Anonymous 0 Comments

There are different types of hearing aid, because different parts of the ear could be damaged or defective.

If you look at [the diagram](https://www.bksv.com/-/media/Images/Waves/2018/01_Anatomy-of-the-human-ear/Anatomy-of-the-human-ear_01.ashx?h=552&w=875&la=en&hash=CA79680318C10B80E2A4343E8BEA13934C861455), the eardrum vibrates with the sounds in air, but that vibration is transmitted via bones to the cochlea, which is a chamber filled with liquid and soft hairs that are attached to nerves.
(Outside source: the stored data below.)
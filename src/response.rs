use serde::de::DeserializeOwned;
use serde_json::Value;
use thiserror::Error;

use crate::error::ApiFailure;
use crate::transport::RawResponse;

/// Successful response body
#[derive(Debug, Clone, PartialEq)]
pub enum Payload {
    Json(Value),
    Text(String),
}

/// Outcome of one API call
pub type ApiResult<T = Payload> = Result<T, ApiFailure>;

impl Payload {
    pub fn null() -> Self {
        Payload::Json(Value::Null)
    }

    pub fn is_null(&self) -> bool {
        matches!(self, Payload::Json(Value::Null))
    }

    pub fn as_json(&self) -> Option<&Value> {
        match self {
            Payload::Json(value) => Some(value),
            Payload::Text(_) => None,
        }
    }

    pub fn as_text(&self) -> Option<&str> {
        match self {
            Payload::Text(text) => Some(text),
            Payload::Json(_) => None,
        }
    }

    /// Deserialize a JSON payload into a caller type
    pub fn into_typed<T: DeserializeOwned>(self) -> Result<T, PayloadError> {
        match self {
            Payload::Json(value) => Ok(serde_json::from_value(value)?),
            Payload::Text(_) => Err(PayloadError::NotJson),
        }
    }
}

#[derive(Debug, Error)]
pub enum PayloadError {
    #[error("Expected a JSON response body")]
    NotJson,

    #[error("Unexpected response shape: {0}")]
    Shape(#[from] serde_json::Error),
}

impl std::fmt::Display for Payload {
    fn fmt(&self, f: &mut std::fmt::Formatter<'_>) -> std::fmt::Result {
        match self {
            Payload::Json(value) => write!(f, "{}", value),
            Payload::Text(text) => f.write_str(text),
        }
    }
}

/// Map a raw response onto success or a typed failure.
///
/// Never fails on a malformed body: a success status with unparseable JSON
/// degrades to `Payload::Text`, and an error status with unparseable JSON
/// uses the raw text as the failure message.
pub fn normalize(response: RawResponse) -> ApiResult {
    let status = response.status;

    if status >= 400 {
        return Err(failure_from(status, &response));
    }

    let text = String::from_utf8_lossy(&response.body).into_owned();

    if text.trim().is_empty() && (status == 204 || response.is_json()) {
        return Ok(Payload::null());
    }

    if response.is_json() {
        match serde_json::from_str::<Value>(&text) {
            Ok(value) => return Ok(Payload::Json(value)),
            Err(e) => {
                tracing::debug!("Malformed JSON body on status {}: {}", status, e);
            }
        }
    }

    Ok(Payload::Text(text))
}

fn failure_from(status: u16, response: &RawResponse) -> ApiFailure {
    let text = String::from_utf8_lossy(&response.body).trim().to_string();

    if text.is_empty() {
        return ApiFailure::from_status(status);
    }

    match serde_json::from_str::<Value>(&text) {
        Ok(Value::Object(body)) => {
            let message = body
                .get("error")
                .and_then(Value::as_str)
                .or_else(|| body.get("message").and_then(Value::as_str))
                .map(str::to_string)
                .unwrap_or_else(|| text.clone());

            let details = body
                .get("details")
                .or_else(|| body.get("field_errors"))
                .filter(|value| !value.is_null())
                .cloned();

            ApiFailure::new(status, message, details)
        }
        _ => ApiFailure::new(status, text, None),
    }
}
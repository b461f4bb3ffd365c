use std::collections::BTreeMap;
use std::future::Future;
use std::time::Duration;

use async_trait::async_trait;
use bytes::Bytes;
use futures::future::{AbortHandle, AbortRegistration, Abortable};
use uuid::Uuid;

use crate::error::{ApiFailure, BuildError};
use crate::request::{RequestDescriptor, JSON_CONTENT_TYPE};

pub const REQUEST_ID_HEADER: &str = "X-Request-Id";

/// Status, headers and fully read body of one HTTP exchange
#[derive(Debug, Clone, PartialEq, Eq)]
pub struct RawResponse {
    pub status: u16,
    /// Header names are lowercase
    pub headers: BTreeMap<String, String>,
    pub body: Bytes,
}

impl RawResponse {
    pub fn header(&self, name: &str) -> Option<&str> {
        self.headers
            .get(&name.to_ascii_lowercase())
            .map(String::as_str)
    }

    pub fn is_json(&self) -> bool {
        self.header("content-type")
            .map(|value| value.to_ascii_lowercase().contains(JSON_CONTENT_TYPE))
            .unwrap_or(false)
    }
}

/// Caller side of a cancellation pair
#[derive(Debug, Clone)]
pub struct CancelHandle(AbortHandle);

/// Transport side of a cancellation pair, consumed by one `send`
#[derive(Debug)]
pub struct CancelSignal(AbortRegistration);

/// Create a linked cancellation handle and signal
pub fn cancellation() -> (CancelHandle, CancelSignal) {
    let (handle, registration) = AbortHandle::new_pair();
    (CancelHandle(handle), CancelSignal(registration))
}

impl CancelSignal {
    /// Drive `future` until it completes or the paired handle cancels it.
    ///
    /// On cancellation the future is dropped, releasing whatever it holds
    /// (sockets, a share of an in-flight token refresh).
    pub async fn guard<F: Future>(self, future: F) -> Result<F::Output, ApiFailure> {
        Abortable::new(future, self.0)
            .await
            .map_err(|_aborted| ApiFailure::cancelled())
    }
}

impl CancelHandle {
    pub fn cancel(&self) {
        self.0.abort();
    }

    pub fn is_cancelled(&self) -> bool {
        self.0.is_aborted()
    }

    /// Cancel once `after` elapses; this is how callers impose a timeout
    pub fn cancel_after(&self, after: Duration) -> tokio::task::JoinHandle<()> {
        let handle = self.0.clone();
        tokio::spawn(async move {
            tokio::time::sleep(after).await;
            handle.abort();
        })
    }
}

/// Executes a single HTTP attempt; retry policy belongs to the caller
#[async_trait]
pub trait Transport: Send + Sync {
    async fn send(
        &self,
        descriptor: &RequestDescriptor,
        cancel: Option<CancelSignal>,
    ) -> Result<RawResponse, ApiFailure>;
}

/// reqwest-backed transport
#[derive(Debug, Clone)]
pub struct HttpTransport {
    client: reqwest::Client,
}

impl HttpTransport {
    pub fn new(user_agent: &str, connect_timeout: Option<Duration>) -> Result<Self, BuildError> {
        let mut builder = reqwest::Client::builder().user_agent(user_agent.to_string());

        if let Some(timeout) = connect_timeout {
            builder = builder.connect_timeout(timeout);
        }

        let client = builder
            .build()
            .map_err(|e| BuildError::HttpClient(e.to_string()))?;

        Ok(Self { client })
    }

    pub fn with_client(client: reqwest::Client) -> Self {
        Self { client }
    }
}

#[async_trait]
impl Transport for HttpTransport {
    async fn send(
        &self,
        descriptor: &RequestDescriptor,
        cancel: Option<CancelSignal>,
    ) -> Result<RawResponse, ApiFailure> {
        let request_id = descriptor
            .header(REQUEST_ID_HEADER)
            .map(str::to_string)
            .unwrap_or_else(|| Uuid::new_v4().to_string());

        let mut request = self
            .client
            .request(descriptor.method.into(), descriptor.url.clone());

        for (name, value) in &descriptor.headers {
            request = request.header(name.as_str(), value.as_str());
        }
        if descriptor.header(REQUEST_ID_HEADER).is_none() {
            request = request.header(REQUEST_ID_HEADER, request_id.as_str());
        }
        if let Some(body) = &descriptor.body {
            request = request.body(body.clone());
        }

        tracing::debug!(
            method = %descriptor.method,
            path = %descriptor.path,
            tenant = descriptor.tenant_slug().unwrap_or("-"),
            request_id = %request_id,
            "Sending request"
        );

        let exchange = async move {
            let response = request.send().await.map_err(describe_error)?;
            let status = response.status().as_u16();
            let headers = response
                .headers()
                .iter()
                .filter_map(|(name, value)| {
                    value
                        .to_str()
                        .ok()
                        .map(|value| (name.as_str().to_string(), value.to_string()))
                })
                .collect();
            let body = response.bytes().await.map_err(describe_error)?;

            Ok::<_, ApiFailure>(RawResponse {
                status,
                headers,
                body,
            })
        };

        let result = match cancel {
            Some(signal) => signal.guard(exchange).await.and_then(|result| result),
            None => exchange.await,
        };

        match &result {
            Ok(response) => tracing::debug!(
                request_id = %request_id,
                status = response.status,
                "Received response"
            ),
            Err(failure) => tracing::warn!(
                request_id = %request_id,
                path = %descriptor.path,
                "Transport failure: {}",
                failure.message
            ),
        }

        result
    }
}

fn describe_error(error: reqwest::Error) -> ApiFailure {
    let prefix = if error.is_timeout() {
        "request timed out"
    } else if error.is_connect() {
        "connection failed"
    } else if error.is_builder() {
        "invalid request"
    } else {
        "request failed"
    };

    // reqwest's Display omits the underlying cause (DNS, refused, ...)
    let mut message = format!("{}: {}", prefix, error);
    let mut source = std::error::Error::source(&error);
    while let Some(cause) = source {
        message.push_str(&format!(": {}", cause));
        source = cause.source();
    }

    ApiFailure::transport(message)
}

#[cfg(test)]
mod tests {
    use super::*;

    #[test]
    fn test_is_json_matches_content_type() {
        let mut headers = BTreeMap::new();
        headers.insert("content-type".to_string(), "Application/JSON; charset=utf-8".to_string());
        let response = RawResponse {
            status: 200,
            headers,
            body: Bytes::new(),
        };

        assert!(response.is_json());
        assert_eq!(response.header("Content-Type"), Some("Application/JSON; charset=utf-8"));
    }

    #[tokio::test]
    async fn test_cancel_after_marks_handle() {
        let (handle, _signal) = cancellation();
        assert!(!handle.is_cancelled());

        handle.cancel_after(Duration::from_millis(10)).await.unwrap();
        assert!(handle.is_cancelled());
    }

    #[tokio::test]
    async fn test_guard_passes_through_uncancelled_output() {
        let (_handle, signal) = cancellation();
        assert_eq!(signal.guard(async { 7 }).await, Ok(7));
    }

    #[tokio::test]
    async fn test_guard_drops_pending_future_on_cancel() {
        let (handle, signal) = cancellation();
        handle.cancel_after(Duration::from_millis(20));

        let outcome = signal.guard(futures::future::pending::<()>()).await;
        assert_eq!(outcome, Err(ApiFailure::cancelled()));
    }

    #[tokio::test]
    async fn test_connection_refused_is_transport_failure() {
        let port = {
            let listener = std::net::TcpListener::bind("127.0.0.1:0").unwrap();
            listener.local_addr().unwrap().port()
        };
        let builder =
            crate::request::RequestBuilder::new(&format!("http://127.0.0.1:{}", port)).unwrap();
        let descriptor = builder
            .build("/health", None, &crate::request::RequestOptions::new())
            .unwrap();

        let transport = HttpTransport::new("studio-test", None).unwrap();
        let failure = transport.send(&descriptor, None).await.unwrap_err();

        assert_eq!(failure.status, 0);
        assert!(failure.is_transport());
        assert!(failure.message.starts_with("connection failed"), "{}", failure.message);
    }

    #[tokio::test]
    async fn test_cancelled_before_send() {
        let builder = crate::request::RequestBuilder::new("http://127.0.0.1:9").unwrap();
        let descriptor = builder
            .build("/health", None, &crate::request::RequestOptions::new())
            .unwrap();

        let (handle, signal) = cancellation();
        handle.cancel();

        let transport = HttpTransport::new("studio-test", None).unwrap();
        let failure = transport.send(&descriptor, Some(signal)).await.unwrap_err();
        assert_eq!(failure, ApiFailure::cancelled());
    }
}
So if every piece of the ear anatomy is “ok”, then the hearing aid can just amplify the sounds so they vibrate the eardrum a bit harder.

Otherwise, an implanted type of hearing aid could pick up the sounds via a microphone, and apply the vibration directly to the bones (if the eardrum is ruptured). Or, with a [cochlear implant](https://cdn.prod-carehubs.net/n1/802899ec472ea3d8/uploads/2016/10/a-medical-illustration-of-a-cochlear-implant-original.jpg), the sounds picked up by the electronics are applied directly into the liquid environment inside the cochlea, bypassing the eardrum and the bones completely.